Wednesday, May 12, 2010

The sorry state of Indian Television

Now that I am home after a long time, the Hindi Television Soap Opera industry is being inflicted on me by not only my grandmother and mom, but also, I am embarrassed to say, my dad! I must admit that it possibly couldn’t get worse.

There seems to be a dearth of TV serials anyways and hence the need for each program to painfully stretch beyond its capacity to years and years of torture. Not only is the length bothersome, the content too lacks variety. There’s usually a simple theme – one unrealistically wicked person and another extremely nice person. Almost always, no one is able to identify the wicked person barring a person here and there, and no one believes this nice person (I don’t know why these serials assume that humans are so bad at judging people). Somehow or the other, the wicked character is able to get away with a lot of troublesome behaviour. As the story progresses, and the serial needs to be extended beyond its tolerable life and the wicked character cannot do more harm, usually a new wicked character is created. It also quite likely that there is a twist and the wicked character all of a sudden becomes really nice!
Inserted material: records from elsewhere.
use std::sync::atomic::{AtomicBool, Ordering};
use std::sync::Arc;

use anyhow::{anyhow, Context};
use config::ViewerConfig;
use log::info;

mod app;
mod chart;
mod cli;
mod config;
mod console;
mod link;
mod scene;

fn main() -> anyhow::Result<()> {
    env_logger::Builder::from_env(env_logger::Env::default().default_filter_or("info")).init();

    let args = cli::Args::parse(std::env::args().skip(1))?;
    if args.help {
        print!("{}", cli::USAGE);
        return Ok(());
    }

    let mut config = match &args.config {
        Some(path) => ViewerConfig::load(path)?,
        None => ViewerConfig::default(),
    };
    config.apply_args(&args);
    if args.print_config {
        print!("{}", config.to_toml_string()?);
        return Ok(());
    }

    let input = cli::Input::resolve(&args, &config)?;
    let source = input.open(&config)?;
    let interrupted = install_interrupt_handler()?;

    if args.headless {
        console::run(source, config.monitor_config(), &interrupted)?;
        return Ok(());
    }

    info!("Starting viewer ({:?} view)", config.view);
    let input_name = input.describe();
    let options = eframe::NativeOptions {
        viewport: egui::ViewportBuilder::default()
            .with_inner_size([1200.0, 600.0])
            .with_title(format!("tiltscope - {}", input_name)),
        ..Default::default()
    };
    eframe::run_native(
        "tiltscope",
        options,
        Box::new(move |cc| {
            Ok(Box::new(app::ViewerApp::new(
                cc,
                config,
                input_name,
                source,
                interrupted,
            )))
        }),
    )
    .map_err(|e| anyhow!("Viewer failed: {}", e))
}

/// Ctrl-C raises the returned flag so the read loop can stop and close the
/// port. A second Ctrl-C exits at once, for sources blocked in a read.
fn install_interrupt_handler() -> anyhow::Result<Arc<AtomicBool>> {
    let interrupted = Arc::new(AtomicBool::new(false));
    let flag = interrupted.clone();
    ctrlc::set_handler(move || {
        if flag.swap(true, Ordering::SeqCst) {
            std::process::exit(130);
        }
        info!("Interrupted, shutting down (press Ctrl-C again to force)");
    })
    .context("Failed to install the Ctrl-C handler")?;
    Ok(interrupted)
}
And one cannot forget the special effects. It started with an alternating zoom in, zoom out sequence with somehow matching strong music. Then there are B&W instances. Then there are the sequential close-ups of all the family members, usually standing in a row, for about 2-3 minutes about twice in every episode. One must not forget that most serials involve filthy rich families, living in unrealistically (am I using this word far too often?) fancy and large homes, with the women dressed in heavy jewellery all the time.

Since there are so few TV serials, each serial is forced to run 5 days a week, unlike the usual once a week scenario previously, which still continues in the US. With the need to shoot so much and limited capacity for each character, they’ve come up with various innovations. Of course, increasing advertisement time in that 30 minute period is just one of them. Add to that – recap of previous episode (very standard), a ‘what’s going to happen in the next ten minutes’ post cap before every ad break and of course, ‘what’s going to happen tomorrow’ post-cap at the end of every episode. With some many recap’s and post-cap’s, I doubt (yet to exactly time it) if each ‘30 minute’ episode has any more than 15 minutes of new shooting.

India continues to copy from the developed world – be it IPL, clothing and what not. I wish they could copy TV serials too and bring about some variety in what is being offered. Bollywood has definitely gone in the right direction. Waiting for Indian Television to do that too. Till then, I shall stick to my laptop and English sitcoms!